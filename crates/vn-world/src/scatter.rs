//! Seeded obstacle scatter for demo and stress worlds.
//!
//! Uses `SmallRng::seed_from_u64`, so the same seed always produces the same
//! layout on every platform.

use rand::rngs::SmallRng;
use rand::{Rng, SeedableRng};

use vn_core::BlockPos;

use crate::{BlockKind, VoxelWorld};

/// Options for [`scatter_obstacles`].
#[derive(Clone, Debug)]
pub struct Scatter {
    pub seed:    u64,
    /// Probability that a column receives an obstacle, in `[0, 1]`.
    pub density: f64,
    /// Feet level the obstacles stand on; they occupy `y` and `y + 1`.
    pub y:       i32,
    pub kind:    BlockKind,
    /// Columns that must stay free (start, goal).
    pub keep_clear: Vec<BlockPos>,
}

impl Scatter {
    pub fn new(seed: u64, density: f64) -> Self {
        Self { seed, density, y: 0, kind: BlockKind::Stone, keep_clear: Vec::new() }
    }

    pub fn at_height(mut self, y: i32) -> Self {
        self.y = y;
        self
    }

    pub fn with_kind(mut self, kind: BlockKind) -> Self {
        self.kind = kind;
        self
    }

    pub fn keep_clear(mut self, pos: BlockPos) -> Self {
        self.keep_clear.push(pos);
        self
    }
}

/// Drop two-high obstacles over the world's x/z area.  Returns how many
/// columns were filled.
pub fn scatter_obstacles(world: &mut VoxelWorld, options: &Scatter) -> usize {
    let mut rng = SmallRng::seed_from_u64(options.seed);
    let density = options.density.clamp(0.0, 1.0);
    let (min, max) = world.bounds();
    let mut placed = 0;
    for x in min.x..=max.x {
        for z in min.z..=max.z {
            // Draw for every column so the layout does not depend on
            // `keep_clear`.
            let hit = rng.gen_bool(density);
            let pos = BlockPos::new(x, options.y, z);
            if !hit || options.keep_clear.iter().any(|c| c.x == x && c.z == z) {
                continue;
            }
            world.set(pos, options.kind);
            world.set(pos.above(), options.kind);
            placed += 1;
        }
    }
    placed
}
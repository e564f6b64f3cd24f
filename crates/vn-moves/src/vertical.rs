//! Moves that change height: jump up, drop down, pillar and dig down.
//!
//! | Provider              | Destination              | Interactions                       |
//! |-----------------------|--------------------------|------------------------------------|
//! | [`JumpUpProvider`]    | one block up, one across | breaks headroom, places support    |
//! | [`DropDownProvider`]  | 1..=`max_drop` down      | none                               |
//! | [`PillarProvider`]    | straight up one block    | places under self, breaks headroom |
//! | [`DigDownProvider`]   | straight down one block  | breaks the floor                   |

use vn_core::{BlockPos, PlaceIntent, CARDINALS};
use vn_search::{Candidate, ExpandContext, Move, MoveKind, MovementProvider};

use crate::{Rules, Terrain};

// ── JumpUp ────────────────────────────────────────────────────────────────────

pub struct JumpUpProvider {
    rules: Rules,
}

impl JumpUpProvider {
    pub fn new(rules: Rules) -> Self {
        Self { rules }
    }
}

impl MovementProvider for JumpUpProvider {
    fn kind(&self) -> MoveKind {
        MoveKind::JumpUp
    }

    fn generate(&self, ctx: &ExpandContext<'_>, from: &Move, out: &mut Vec<Candidate>) {
        let t = Terrain::new(ctx.world, &self.rules);
        let p = from.pos();
        if !t.standable(p.below()) {
            return;
        }
        let mut headroom = Vec::new();
        if !t.clear(p.up(2), &mut headroom) {
            return;
        }
        for dir in CARDINALS {
            let floor = p + dir;
            let to = floor.above();
            let mut breaks = headroom.clone();
            if !t.clear(to, &mut breaks) || !t.clear(to.above(), &mut breaks) {
                continue;
            }
            let mut places = Vec::new();
            if !t.support(floor, p.below(), from.remaining_blocks(), &mut places) {
                continue;
            }
            let base = self.rules.costs.walk + self.rules.costs.jump;
            let Some(cost) = t.price(base, breaks.len(), places.len(), false) else {
                continue;
            };
            out.push(
                Candidate::new(MoveKind::JumpUp, p, to, cost)
                    .with_breaks(breaks)
                    .with_places(places),
            );
        }
    }
}

// ── DropDown ──────────────────────────────────────────────────────────────────

pub struct DropDownProvider {
    rules: Rules,
}

impl DropDownProvider {
    pub fn new(rules: Rules) -> Self {
        Self { rules }
    }

    /// Landing feet position when stepping off into `column`, if any.
    fn landing(&self, t: &Terrain<'_>, column: BlockPos) -> Option<(BlockPos, bool)> {
        for n in 1..=self.rules.movement.max_drop {
            let feet = column.down(n);
            if !t.passable(feet) {
                return None;
            }
            if t.liquid(feet) {
                return Some((feet, true));
            }
            if t.standable(feet.below()) {
                return Some((feet, false));
            }
        }
        None
    }
}

impl MovementProvider for DropDownProvider {
    fn kind(&self) -> MoveKind {
        MoveKind::DropDown
    }

    fn generate(&self, ctx: &ExpandContext<'_>, from: &Move, out: &mut Vec<Candidate>) {
        let t = Terrain::new(ctx.world, &self.rules);
        let p = from.pos();
        for dir in CARDINALS {
            let column = p + dir;
            if !t.passable(column) || !t.passable(column.above()) {
                continue;
            }
            let Some((feet, liquid)) = self.landing(&t, column) else {
                continue;
            };
            let depth = (p.y - feet.y) as f64;
            let c = &self.rules.costs;
            if let Some(cost) = t.price(c.walk + c.fall_per_block * depth, 0, 0, liquid) {
                out.push(Candidate::new(MoveKind::DropDown, p, feet, cost));
            }
        }
    }
}

// ── Pillar ────────────────────────────────────────────────────────────────────

pub struct PillarProvider {
    rules: Rules,
}

impl PillarProvider {
    pub fn new(rules: Rules) -> Self {
        Self { rules }
    }
}

impl MovementProvider for PillarProvider {
    fn kind(&self) -> MoveKind {
        MoveKind::Pillar
    }

    fn generate(&self, ctx: &ExpandContext<'_>, from: &Move, out: &mut Vec<Candidate>) {
        let m = &self.rules.movement;
        if !m.allow_pillar || !m.allow_place || from.remaining_blocks() == 0 {
            return;
        }
        let t = Terrain::new(ctx.world, &self.rules);
        let p = from.pos();
        if !t.standable(p.below()) || t.liquid(p) {
            return;
        }
        let mut breaks = Vec::new();
        if !t.clear(p.up(2), &mut breaks) {
            return;
        }
        let place = PlaceIntent { pos: p, against: p.below() };
        if let Some(cost) = t.price(self.rules.costs.jump, breaks.len(), 1, false) {
            out.push(
                Candidate::new(MoveKind::Pillar, p, p.above(), cost)
                    .with_breaks(breaks)
                    .with_places(vec![place]),
            );
        }
    }
}

// ── DigDown ───────────────────────────────────────────────────────────────────

pub struct DigDownProvider {
    rules: Rules,
}

impl DigDownProvider {
    pub fn new(rules: Rules) -> Self {
        Self { rules }
    }
}

impl MovementProvider for DigDownProvider {
    fn kind(&self) -> MoveKind {
        MoveKind::DigDown
    }

    fn generate(&self, ctx: &ExpandContext<'_>, from: &Move, out: &mut Vec<Candidate>) {
        if !self.rules.movement.allow_dig_down {
            return;
        }
        let t = Terrain::new(ctx.world, &self.rules);
        let p = from.pos();
        let floor = p.below();
        if !t.breakable(floor) || !t.standable(p.down(2)) {
            return;
        }
        if let Some(cost) = t.price(self.rules.costs.fall_per_block, 1, 0, false) {
            out.push(Candidate::new(MoveKind::DigDown, p, floor, cost).with_breaks(vec![floor]));
        }
    }
}
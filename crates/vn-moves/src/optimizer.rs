//! Path optimizer: ordered passes that collapse runs of compatible moves.
//!
//! | Pass                   | Kind       | Merges                                            |
//! |------------------------|------------|---------------------------------------------------|
//! | [`MergeStraightRuns`]  | `Forward`  | collinear level steps, no places, breaks in reach |
//! | [`MergeDiagonalRuns`]  | `Diagonal` | repeated identical diagonal steps                 |
//!
//! Passes are keyed by the move kind they rewrite: at most one per kind,
//! run in registration order, and only over paths that contain that kind.
//! A merged move keeps the window's
//! first entry and last exit, the last `g`, and every break and place
//! intent in order (see [`Move::merge_window`]), so the rewritten path
//! starts and ends where the original did and performs the same
//! interactions.

use tracing::debug;

use vn_core::MovementConfig;
use vn_search::{Move, MoveKind, Path};

/// One rewrite over a whole move sequence.
pub trait OptimizerPass: Send + Sync {
    /// The move kind this pass rewrites.  Registering a second pass for the
    /// same kind replaces the first.
    fn kind(&self) -> MoveKind;

    fn name(&self) -> &'static str;

    /// Return the rewritten sequence.  Must return `moves` unchanged when
    /// nothing matches.
    fn apply(&self, moves: Vec<Move>) -> Vec<Move>;
}

// ── Window merging ────────────────────────────────────────────────────────────

/// Group consecutive moves while `joins(window, next)` holds and merge each
/// group of two or more.
fn merge_runs(moves: Vec<Move>, joins: impl Fn(&[Move], &Move) -> bool) -> Vec<Move> {
    let mut out = Vec::with_capacity(moves.len());
    let mut window: Vec<Move> = Vec::new();
    for mv in moves {
        if !window.is_empty() && !joins(&window, &mv) {
            flush(&mut window, &mut out);
        }
        window.push(mv);
    }
    flush(&mut window, &mut out);
    out
}

fn flush(window: &mut Vec<Move>, out: &mut Vec<Move>) {
    if window.len() > 1 {
        if let Some(merged) = Move::merge_window(window) {
            out.push(merged);
            window.clear();
            return;
        }
    }
    out.append(window);
}

/// `next` continues the window in the same direction and at the same height.
fn continues(window: &[Move], next: &Move, kind: MoveKind) -> bool {
    let (Some(first), Some(last)) = (window.first(), window.last()) else {
        return false;
    };
    first.kind() == kind
        && next.kind() == kind
        && next.entry() == last.exit()
        && next.delta() == first.delta()
        && first.delta().y == 0
}

// ── MergeStraightRuns ─────────────────────────────────────────────────────────

/// Collapse collinear `Forward` steps.  A step that places a block, or whose
/// breaks are out of reach from the run's entry, ends the run.
pub struct MergeStraightRuns {
    reach: f64,
}

impl MergeStraightRuns {
    pub fn new(reach: f64) -> Self {
        Self { reach }
    }
}

impl OptimizerPass for MergeStraightRuns {
    fn kind(&self) -> MoveKind {
        MoveKind::Forward
    }

    fn name(&self) -> &'static str {
        "merge_straight_runs"
    }

    fn apply(&self, moves: Vec<Move>) -> Vec<Move> {
        let reach_sq = self.reach * self.reach;
        let in_reach = |first: &Move, mv: &Move| {
            let origin = first.entry().center();
            mv.breaks().iter().all(|b| {
                let d = b.center() - origin;
                d.dot(d) <= reach_sq
            })
        };
        merge_runs(moves, |window, next| {
            let Some(first) = window.first() else {
                return false;
            };
            continues(window, next, MoveKind::Forward)
                && first.places().is_empty()
                && next.places().is_empty()
                && in_reach(first, first)
                && in_reach(first, next)
        })
    }
}

// ── MergeDiagonalRuns ─────────────────────────────────────────────────────────

/// Collapse repeated identical `Diagonal` steps.
pub struct MergeDiagonalRuns;

impl OptimizerPass for MergeDiagonalRuns {
    fn kind(&self) -> MoveKind {
        MoveKind::Diagonal
    }

    fn name(&self) -> &'static str {
        "merge_diagonal_runs"
    }

    fn apply(&self, moves: Vec<Move>) -> Vec<Move> {
        merge_runs(moves, |window, next| continues(window, next, MoveKind::Diagonal))
    }
}

// ── Optimizer ─────────────────────────────────────────────────────────────────

#[derive(Default)]
pub struct Optimizer {
    passes: Vec<Box<dyn OptimizerPass>>,
}

impl Optimizer {
    /// No passes: `optimize` returns its input.
    pub fn new() -> Self {
        Self::default()
    }

    /// Straight runs, then diagonal runs.
    pub fn standard(movement: &MovementConfig) -> Self {
        Self::new()
            .with_pass(MergeStraightRuns::new(movement.reach))
            .with_pass(MergeDiagonalRuns)
    }

    /// Register `pass` for its move kind.  A new kind runs after those
    /// already registered; a known kind swaps the old pass out in place.
    pub fn with_pass(mut self, pass: impl OptimizerPass + 'static) -> Self {
        let kind = pass.kind();
        match self.passes.iter_mut().find(|p| p.kind() == kind) {
            Some(slot) => {
                debug!(?kind, old = slot.name(), new = pass.name(), "optimizer pass replaced");
                *slot = Box::new(pass);
            }
            None => self.passes.push(Box::new(pass)),
        }
        self
    }

    /// The pass registered for `kind`, if any.
    pub fn pass(&self, kind: MoveKind) -> Option<&dyn OptimizerPass> {
        self.passes.iter().find(|p| p.kind() == kind).map(|p| &**p)
    }

    pub fn pass_names(&self) -> Vec<&'static str> {
        self.passes.iter().map(|p| p.name()).collect()
    }

    pub fn optimize(&self, mut moves: Vec<Move>) -> Vec<Move> {
        let before = moves.len();
        for pass in &self.passes {
            let kind = pass.kind();
            if moves.iter().any(|mv| mv.kind() == kind) {
                moves = pass.apply(moves);
            }
        }
        if moves.len() != before {
            debug!(before, after = moves.len(), "path optimized");
        }
        moves
    }

    /// Optimize a path's moves in place of the original sequence.
    pub fn optimize_path(&self, mut path: Path) -> Path {
        path.moves = self.optimize(std::mem::take(&mut path.moves));
        path
    }
}
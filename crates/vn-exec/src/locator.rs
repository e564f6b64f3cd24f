//! Spatial index over move entries, used to pick a resume point after a
//! failure.
//!
//! An R-tree (via `rstar`) maps a position to the move whose entry centre is
//! nearest.  Ties resolve to the lowest path index so recovery never skips
//! ahead of an equally good earlier move.

use rstar::{PointDistance, RTree, RTreeObject, AABB};

use vn_core::Vec3;
use vn_search::Move;

/// Distances closer than this are treated as equal.
const TIE_EPSILON: f64 = 1e-9;

// ── R-tree entry ──────────────────────────────────────────────────────────────

#[derive(Clone)]
struct EntryPoint {
    point: [f64; 3],
    index: usize,
}

impl RTreeObject for EntryPoint {
    type Envelope = AABB<[f64; 3]>;
    fn envelope(&self) -> Self::Envelope {
        AABB::from_point(self.point)
    }
}

impl PointDistance for EntryPoint {
    fn distance_2(&self, point: &[f64; 3]) -> f64 {
        let dx = self.point[0] - point[0];
        let dy = self.point[1] - point[1];
        let dz = self.point[2] - point[2];
        dx * dx + dy * dy + dz * dz
    }
}

// ── EntryLocator ──────────────────────────────────────────────────────────────

#[derive(Default)]
pub struct EntryLocator {
    tree: RTree<EntryPoint>,
}

impl EntryLocator {
    /// Index the entry centre of every move in `moves`.
    pub fn new(moves: &[Move]) -> Self {
        let entries = moves
            .iter()
            .enumerate()
            .map(|(index, mv)| {
                let c = mv.entry().center();
                EntryPoint { point: [c.x, c.y, c.z], index }
            })
            .collect();
        Self { tree: RTree::bulk_load(entries) }
    }

    pub fn len(&self) -> usize {
        self.tree.size()
    }

    pub fn is_empty(&self) -> bool {
        self.tree.size() == 0
    }

    /// Index of the move whose entry is nearest `pos`, with the distance.
    pub fn nearest(&self, pos: Vec3) -> Option<(usize, f64)> {
        let query = [pos.x, pos.y, pos.z];
        let mut hits = self.tree.nearest_neighbor_iter(&query);
        let first = hits.next()?;
        let best_d2 = first.distance_2(&query);
        let mut best = first.index;
        for hit in hits {
            if hit.distance_2(&query) > best_d2 + TIE_EPSILON {
                break;
            }
            best = best.min(hit.index);
        }
        Some((best, best_d2.sqrt()))
    }
}
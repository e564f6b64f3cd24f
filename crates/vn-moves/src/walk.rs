//! Level moves: [`ForwardProvider`] and [`DiagonalProvider`].
//!
//! A forward step may break obstructions at feet and head height and place a
//! bridge block under the destination.  Diagonal steps never interact: both
//! flanking columns and the destination must already be open, and the
//! destination must have floor.

use vn_core::{CARDINALS, DIAGONALS};
use vn_search::{Candidate, ExpandContext, Move, MoveKind, MovementProvider};

use crate::{Rules, Terrain};

// ── Forward ───────────────────────────────────────────────────────────────────

pub struct ForwardProvider {
    rules: Rules,
}

impl ForwardProvider {
    pub fn new(rules: Rules) -> Self {
        Self { rules }
    }
}

impl MovementProvider for ForwardProvider {
    fn kind(&self) -> MoveKind {
        MoveKind::Forward
    }

    fn generate(&self, ctx: &ExpandContext<'_>, from: &Move, out: &mut Vec<Candidate>) {
        let t = Terrain::new(ctx.world, &self.rules);
        let p = from.pos();
        for dir in CARDINALS {
            let to = p + dir;
            let mut breaks = Vec::new();
            if !t.clear(to, &mut breaks) || !t.clear(to.above(), &mut breaks) {
                continue;
            }
            // Swimming needs no floor.
            let liquid = breaks.is_empty() && t.liquid(to);
            let mut places = Vec::new();
            if !liquid && !t.support(to.below(), p.below(), from.remaining_blocks(), &mut places) {
                continue;
            }
            let Some(cost) = t.price(self.rules.costs.walk, breaks.len(), places.len(), liquid) else {
                continue;
            };
            out.push(
                Candidate::new(MoveKind::Forward, p, to, cost)
                    .with_breaks(breaks)
                    .with_places(places),
            );
        }
    }
}

// ── Diagonal ──────────────────────────────────────────────────────────────────

pub struct DiagonalProvider {
    rules: Rules,
}

impl DiagonalProvider {
    pub fn new(rules: Rules) -> Self {
        Self { rules }
    }
}

impl MovementProvider for DiagonalProvider {
    fn kind(&self) -> MoveKind {
        MoveKind::Diagonal
    }

    fn generate(&self, ctx: &ExpandContext<'_>, from: &Move, out: &mut Vec<Candidate>) {
        let t = Terrain::new(ctx.world, &self.rules);
        let p = from.pos();
        let open = |pos: vn_core::BlockPos| t.passable(pos) && t.passable(pos.above());
        for dir in DIAGONALS {
            let to = p + dir;
            let flank_x = p.offset(dir.x, 0, 0);
            let flank_z = p.offset(0, 0, dir.z);
            if !open(flank_x) || !open(flank_z) || !open(to) || !t.standable(to.below()) {
                continue;
            }
            if let Some(cost) = t.price(self.rules.costs.diagonal, 0, 0, false) {
                out.push(Candidate::new(MoveKind::Diagonal, p, to, cost));
            }
        }
    }
}
//! The `World` capability — read-only block queries.
//!
//! The search calls [`World::block_info`] many thousands of times per slice,
//! so implementations should answer from an in-memory cache and must not
//! block or mutate anything.  Blocks outside the loaded area report
//! [`BlockInfo::UNLOADED`], which every movement provider treats as
//! impassable and unsafe.

use crate::{BlockPos, Vec3};

// ── Aabb ──────────────────────────────────────────────────────────────────────

/// Axis-aligned bounding box.
#[derive(Copy, Clone, PartialEq, Debug)]
pub struct Aabb {
    pub min: Vec3,
    pub max: Vec3,
}

impl Aabb {
    #[inline]
    pub const fn new(min: Vec3, max: Vec3) -> Self {
        Self { min, max }
    }

    /// Unit cube occupying block-local `[0, 1)³`.
    pub const FULL: Aabb = Aabb::new(Vec3::new(0.0, 0.0, 0.0), Vec3::new(1.0, 1.0, 1.0));

    #[inline]
    pub fn translate(self, by: Vec3) -> Aabb {
        Aabb::new(self.min + by, self.max + by)
    }

    /// Strict overlap test: boxes that merely touch do not intersect.
    #[inline]
    pub fn intersects(&self, other: &Aabb) -> bool {
        self.min.x < other.max.x
            && self.max.x > other.min.x
            && self.min.y < other.max.y
            && self.max.y > other.min.y
            && self.min.z < other.max.z
            && self.max.z > other.min.z
    }
}

// ── BlockInfo ─────────────────────────────────────────────────────────────────

/// The predicates the search consumes for one block.
#[derive(Copy, Clone, PartialEq, Debug)]
pub struct BlockInfo {
    /// Has a collision shape (walls, floors).
    pub physical: bool,
    /// Water-like: passable, supports swimming.
    pub liquid: bool,
    /// Can be placed into directly (air, tall grass).
    pub replaceable: bool,
    /// Standing in or next to it is harmless (false for lava, fire, unloaded).
    pub safe: bool,
    /// `false` when the chunk is not available to the world cache.
    pub loaded: bool,
    /// Top of the collision shape in block-local units (0.0 for non-physical).
    pub height: f64,
    /// Block-local collision hull, `None` for non-physical blocks.
    pub bounding_box: Option<Aabb>,
}

impl BlockInfo {
    pub const AIR: BlockInfo = BlockInfo {
        physical:     false,
        liquid:       false,
        replaceable:  true,
        safe:         true,
        loaded:       true,
        height:       0.0,
        bounding_box: None,
    };

    pub const SOLID: BlockInfo = BlockInfo {
        physical:     true,
        liquid:       false,
        replaceable:  false,
        safe:         true,
        loaded:       true,
        height:       1.0,
        bounding_box: Some(Aabb::FULL),
    };

    pub const UNLOADED: BlockInfo = BlockInfo {
        physical:     false,
        liquid:       false,
        replaceable:  false,
        safe:         false,
        loaded:       false,
        height:       0.0,
        bounding_box: None,
    };

    /// The agent's body may occupy this block.
    #[inline]
    pub fn is_passable(&self) -> bool {
        self.loaded && self.safe && !self.physical
    }

    /// The agent may stand on top of this block.
    #[inline]
    pub fn is_standable(&self) -> bool {
        self.loaded && self.safe && self.physical && self.height >= 0.9
    }
}

// ── Block ─────────────────────────────────────────────────────────────────────

/// Identity and dig properties of a block.
#[derive(Copy, Clone, PartialEq, Debug)]
pub struct Block {
    pub state_id: u32,
    /// `false` for blocks that can never be broken (bedrock, barriers).
    pub diggable: bool,
    /// Relative dig effort; hosts use it to estimate break ticks.
    pub hardness: f32,
}

// ── World ─────────────────────────────────────────────────────────────────────

/// Read-only voxel world capability.
///
/// # Thread safety
///
/// Implementations must be `Send + Sync` so movement providers can query the
/// same snapshot from Rayon workers when the search runs with the
/// `parallel` feature.
pub trait World: Send + Sync {
    /// Search predicates for `pos`.  Never fails: unknown blocks are
    /// [`BlockInfo::UNLOADED`].
    fn block_info(&self, pos: BlockPos) -> BlockInfo;

    /// Identity of the block at `pos`, `None` if unloaded.
    fn block(&self, pos: BlockPos) -> Option<Block>;

    /// Raw state id of the block at `pos`, `None` if unloaded.
    fn block_state_id(&self, pos: BlockPos) -> Option<u32> {
        self.block(pos).map(|b| b.state_id)
    }
}
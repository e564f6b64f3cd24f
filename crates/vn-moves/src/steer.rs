//! Steering policy shared by the jump table and the executors.
//!
//! The parkour provider decides feasibility by flying this exact policy
//! through the [`Simulator`], and the executors fly it again for real, so a
//! gap the table accepts is a gap the agent actually clears.

use vn_core::{yaw_towards, BlockPos, ControlState, PlayerState, Simulator, Vec3, World};

/// One tick of steering output.
#[derive(Copy, Clone, PartialEq, Debug)]
pub struct Steering {
    pub yaw:      f64,
    pub controls: ControlState,
}

/// Face `target` and walk toward it.  Forward is released once the agent
/// is within `arrive` blocks horizontally, so it stops on the spot.
pub fn steer(state: &PlayerState, target: Vec3, arrive: f64, sprint: bool) -> Steering {
    if state.pos.horizontal_distance(target) <= arrive {
        return Steering { yaw: state.yaw, controls: ControlState::default() };
    }
    Steering {
        yaw:      yaw_towards(state.pos, target),
        controls: ControlState { forward: true, sprint, ..ControlState::default() },
    }
}

/// Press jump on the last grounded tick inside the `takeoff` column: the
/// projected next state has left the column or lost the ground.
pub fn jump_at_edge(
    sim:      &dyn Simulator,
    world:    &dyn World,
    state:    &PlayerState,
    steering: &Steering,
    takeoff:  BlockPos,
) -> bool {
    if !state.on_ground || !state.block_pos().same_column(takeoff) {
        return false;
    }
    let probe = PlayerState { yaw: steering.yaw, ..*state };
    let next = sim.step(world, &probe, &steering.controls);
    !next.block_pos().same_column(takeoff) || !next.on_ground
}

**EXERCISE REQUIREMENTS:** Set down exactly the lines above that run from the start of the listing to the line with "#[derive(Clone, Debug)]". Leave out every later line.

**YOUR RESPONSE:**
filename crates/vn-world/src/scatter.rs
//! Seeded obstacle scatter for demo and stress worlds.
//!
//! Uses `SmallRng::seed_from_u64`, so the same seed always produces the same
//! layout on every platform.

use rand::rngs::SmallRng;
use rand::{Rng, SeedableRng};

use vn_core::BlockPos;

use crate::{BlockKind, VoxelWorld};

/// Options for [`scatter_obstacles`].
#[derive(Clone, Debug)]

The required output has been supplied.